The shareholders agreement regulates matters that are not covered within the company’s constitution. The company’s constitution and the shareholders agreement work in conjunction with each other. Unlike the constitution, the shareholders agreement is not compulsory, but it is advisable to have one.
What should be included in a shareholders agreement?
The agreement contains specific information in regards to shareholders and helps set out what is expected and what to do if conflict arises. Some of the information included is:
- who can be a shareholder;
- who can serve on the board of directors;
- shareholder contributions at commencement;
- what happens if a shareholder passes away or is permanently impaired and unable to continue being a shareholder;
- what happens if a shareholder declares bankruptcy; has their tenure terminated or resigns;
- the value of the company’s shares;
- who can or will be required to purchase company shares if a shareholder leaves and how much would the shares be to purchase;
- confidentiality obligations;
- weight of votes for each shareholder;
- what happens if a dispute between shareholders cannot be resolved;
- restraint of trade;
- whether there should be a compulsory retirement age, and if so, how old?

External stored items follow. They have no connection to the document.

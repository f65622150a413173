//! Engine configuration.
//!
//! Every torrent is constructed with an explicit [`EngineConfig`]. Defaults
//! come from [`crate::constants`].

use crate::constants::{
    BLOCK_SIZE, CHOKING_INTERVAL, CONNECTION_TIMEOUT, DEFAULT_PORT, HANDSHAKE_TIMEOUT,
    KEEPALIVE_INTERVAL, MAX_PEERS_PER_TORRENT, MAX_PEER_RETRY_ATTEMPTS, MAX_REQUESTS_PER_PEER,
    MAX_REQUEST_LENGTH, MAX_UNCHOKED_PEERS, PEER_RETRY_BASE_DELAY,
};
use crate::peer::PeerId;
use std::path::PathBuf;
use std::time::Duration;

/// Settings shared by the sessions, timers and storage of a torrent.
///
/// # Examples
///
/// ```
/// use rswarm::config::EngineConfig;
/// use std::time::Duration;
///
/// let config = EngineConfig::default()
///     .with_download_dir("/tmp/downloads")
///     .with_max_peers(50)
///     .with_keepalive_interval(Duration::from_secs(60));
///
/// assert_eq!(config.max_peers, 50);
/// assert_eq!(config.block_size, 16384);
/// ```
#[derive(Debug, Clone)]
pub struct EngineConfig {
    /// Our peer id, sent in every handshake.
    pub peer_id: PeerId,
    /// Port reported to trackers.
    pub listen_port: u16,
    /// Root directory that torrent files are stored under.
    pub download_dir: PathBuf,
    /// Requested block size. Capped at the piece length.
    pub block_size: u32,
    /// Maximum concurrent sessions per torrent.
    pub max_peers: usize,
    /// Outstanding requests kept per unchoked peer.
    pub request_queue_depth: usize,
    pub keepalive_interval: Duration,
    pub connect_timeout: Duration,
    pub handshake_timeout: Duration,
    /// First reconnect delay; doubles on every failed attempt.
    pub reconnect_base_delay: Duration,
    pub max_reconnect_attempts: u32,
    /// Largest request we serve.
    pub max_request_length: u32,
    /// Upload slots, including the optimistic one.
    pub max_unchoked: usize,
    pub choking_interval: Duration,
}

impl Default for EngineConfig {
    fn default() -> Self {
        Self {
            peer_id: PeerId::generate(),
            listen_port: DEFAULT_PORT,
            download_dir: PathBuf::from("."),
            block_size: BLOCK_SIZE,
            max_peers: MAX_PEERS_PER_TORRENT,
            request_queue_depth: MAX_REQUESTS_PER_PEER,
            keepalive_interval: KEEPALIVE_INTERVAL,
            connect_timeout: CONNECTION_TIMEOUT,
            handshake_timeout: HANDSHAKE_TIMEOUT,
            reconnect_base_delay: PEER_RETRY_BASE_DELAY,
            max_reconnect_attempts: MAX_PEER_RETRY_ATTEMPTS,
            max_request_length: MAX_REQUEST_LENGTH,
            max_unchoked: MAX_UNCHOKED_PEERS,
            choking_interval: CHOKING_INTERVAL,
        }
    }
}

impl EngineConfig {
    pub fn with_peer_id(mut self, peer_id: PeerId) -> Self {
        self.peer_id = peer_id;
        self
    }

    pub fn with_listen_port(mut self, port: u16) -> Self {
        self.listen_port = port;
        self
    }

    pub fn with_download_dir(mut self, dir: impl Into<PathBuf>) -> Self {
        self.download_dir = dir.into();
        self
    }

    pub fn with_block_size(mut self, block_size: u32) -> Self {
        self.block_size = block_size;
        self
    }

    pub fn with_max_peers(mut self, max_peers: usize) -> Self {
        self.max_peers = max_peers;
        self
    }

    pub fn with_request_queue_depth(mut self, depth: usize) -> Self {
        self.request_queue_depth = depth.max(1);
        self
    }

    pub fn with_keepalive_interval(mut self, interval: Duration) -> Self {
        self.keepalive_interval = interval;
        self
    }

    pub fn with_connect_timeout(mut self, timeout: Duration) -> Self {
        self.connect_timeout = timeout;
        self
    }

    pub fn with_handshake_timeout(mut self, timeout: Duration) -> Self {
        self.handshake_timeout = timeout;
        self
    }

    pub fn with_reconnect(mut self, base_delay: Duration, max_attempts: u32) -> Self {
        self.reconnect_base_delay = base_delay;
        self.max_reconnect_attempts = max_attempts;
        self
    }

    pub fn with_max_request_length(mut self, length: u32) -> Self {
        self.max_request_length = length;
        self
    }

    pub fn with_max_unchoked(mut self, slots: usize) -> Self {
        self.max_unchoked = slots.max(1);
        self
    }

    pub fn with_choking_interval(mut self, interval: Duration) -> Self {
        self.choking_interval = interval;
        self
    }
}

What are common problems that can arise?
Unfortunately, like most agreements and contracts that are drafted to bind certain people, a shareholder agreement is drafted to bind the current shareholders. A certain amount of foresight is usually used in regard to potential situations, but not all situations would be accounted for.
Some of the common problems are:
- When new shareholders are appointed into the existing company, they need to agree to be bound by the same shareholders agreement that the other shareholders have agreed to.
- The terms that are written into the shareholders agreement cannot limit the powers given to them by the Corporations Act. The Corporations Act trumps the agreement.
- Restraint of trade clauses can be unenforceable.
- Not all situations that can occur are covered, which can lead to a conflict situation between the shareholders.
It is important to seek legal advice from a corporate lawyer if you intend to create or enter into a shareholders agreement.